Submit crash reports and diagnostic data
Submit data such as crash reports, modules or memory dumps.
Help improve the product by submitting anonymous usage statistics
Allow ESET to collect information about newly detected threats such as the threat name, date and time of detection, detection method and associated metadata, scanned files (hash, filename, origin of the file, telemetry), blocked and suspicious URL's, product version and configuration, including information about your system.
Contact email (optional)
Your contact email can be included with any suspicious files and may be used to contact you if further information is required for analysis. Please note that you will not receive a response from ESET unless more information is needed.
Submission of samples
Automatic submission of detected samples
Based on the selected option, this can submit infected samples to ESET for analysis and to improve future detection.
•All infected samples
•All samples except documents
•Do not submit
Automatic submission of suspicious samples
Suspicious samples resembling threats, and/or samples with unusual characteristics or behavior are submitted to ESET for analysis.
•Executable - Includes executable files: .exe, .dll, .sys
•Archives - Includes archive file types: .zip, .rar, .7z, .arch, .arj, .bzip2, .gzip, .ace, .arc, .cab
•Scripts - Includes script file types: .bat, .cmd, .hta, .js, .vbs, .ps1
•Other - Includes file types: .jar, .reg, .msi, .swf, .lnk
•Documents - Includes documents created in Microsoft Office, Libre Office or other office tool, or PDF's with active content
Exclusions
Click Edit next to Exclusions to configure how threats are submitted to ESET Virus Labs for analysis.
Maximum size of samples (MB)
Define the maximum size of samples to be scanned.
Allow the below network prerequisites in your firewall for ESET Endpoint Antivirus for Linux to work correctly: •For correct operation of ESET LiveGrid® see the Knowledgebase article •For correct operation of ESET LiveGrid® feedback system (submission of samples) see the Knowledgebase article |
ESET LiveGuard Advanced
ESET LiveGuard Advanced is a paid service provided by ESET. Its purpose is to add a layer of protection specifically designed to mitigate new threats in the world.
Availability The service is available only if ESET Endpoint Antivirus for Linux version 8.1 or later is managed remotely. Depending on the proactive protection settings of ESET LiveGuard Advanced, a file submitted for analysis might be blocked from execution until a result is received.
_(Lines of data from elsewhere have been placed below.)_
//! Hash-pruned diff between two state trees

use super::node::StateNode;
use super::tree::StructuredStateTree;
use crate::model::PathKey;
use serde::{Deserialize, Serialize};
use std::collections::BTreeSet;

/// Keys that must be created in (`add`) or deleted from (`remove`) the
/// compared tree to match the authoritative one
#[derive(Clone, Debug, Default, PartialEq, Eq, Serialize, Deserialize)]
pub struct TreeDiff {
    pub add: Vec<PathKey>,
    pub remove: Vec<PathKey>,
}

impl TreeDiff {
    pub fn is_empty(&self) -> bool {
        self.add.is_empty() && self.remove.is_empty()
    }
}

/// Work done by a diff walk
#[derive(Clone, Copy, Debug, Default, PartialEq, Eq)]
pub struct DiffStats {
    /// Node positions examined, root included
    pub visited: usize,
}

impl StructuredStateTree {
    /// Keys to add to / remove from `other` so that it matches `self`.
    ///
    /// `self` is authoritative, so swapping the arguments is not the
    /// inverse operation in general. Identical subtrees are pruned by
    /// subtree hash; placeholders are never reported; a node whose own
    /// attributes differ is not reported either, only its descendants are
    /// compared.
    pub fn diff(&self, other: &StructuredStateTree) -> TreeDiff {
        self.diff_with_stats(other).0
    }

    /// Same as [`diff`](Self::diff), also returning how many node positions
    /// the walk examined
    pub fn diff_with_stats(&self, other: &StructuredStateTree) -> (TreeDiff, DiffStats) {
        let mut result = TreeDiff::default();
        let mut stats = DiffStats::default();
        diff_nodes(Some(self.root()), Some(other.root()), &mut result, &mut stats);
        (result, stats)
    }
}

fn diff_nodes(
    mine: Option<&StateNode>,
    theirs: Option<&StateNode>,
    result: &mut TreeDiff,
    stats: &mut DiffStats,
) {
    match (mine, theirs) {
        (None, None) => {}
        (Some(node), None) => collect_present(node, &mut result.add, stats),
        (None, Some(node)) => collect_present(node, &mut result.remove, stats),
        (Some(mine), Some(theirs)) => {
            stats.visited += 1;
            if mine.subtree_hash() == theirs.subtree_hash() {
                return;
            }
            let segments: BTreeSet<_> = mine
                .children
                .keys()
                .chain(theirs.children.keys())
                .collect();
            for segment in segments {
                diff_nodes(
                    mine.child(segment),
                    theirs.child(segment),
                    result,
                    stats,
                );
            }
        }
    }
}

/// Record every real node of a one-sided subtree
fn collect_present(node: &StateNode, out: &mut Vec<PathKey>, stats: &mut DiffStats) {
    stats.visited += 1;
    if !node.is_placeholder() {
        out.push(node.key().clone());
    }
    for child in node.children() {
        collect_present(child, out, stats);
    }
}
Such blocking is accompanied by a message of "Operation not permitted" or a similar message. |
To see the status of ESET LiveGuard Advanced service in your instance of EEAU, execute one of the following commands in a Terminal window as a privileged user:
/opt/eset/eea/lib/cloud -l
or
/opt/eset/eea/lib/cloud --liveguard-status
To enable the service in EEAU:
1.In ESET PROTECT, click Policies > New policy and type a name for the policy.
2.Click Settings and select ESET Endpoint for Linux (V7+) from the drop-down menu.
3.Click Detection engine > Cloud-based protection.
4.Enable Enable ESET LiveGrid® reputation system (recommended), Enable ESET LiveGrid® feedback system, and Enable ESET LiveGuard.
5.To modify the default ESET LiveGuard Advanced settings, click ESET LiveGuard, and adjust the available options. For more information on those ESET LiveGuard settings, see the table with the heading "Section: ESET LiveGuard Advanced" in the ESET LiveGuard Advanced documentation.
6.Click Continue > Assign and select the desired group of computers to which the policy applies.
7.Click OK, and then click Finish.
ESET Status Portal
ESET Status Portal displays the current status of ESET cloud services, scheduled outages and past incidents. If you are experiencing an issue with a supported ESET service and do not see it listed in the Status Portal, contact ESET Technical Support.
Monitoring teams verify potential issues internally, and confirmed incidents are posted and updated manually to maintain high credibility and accuracy. Therefore, they appear on the Status Portal with a slight delay. Incidents with a short duration may not be posted if they are resolved before being manually confirmed.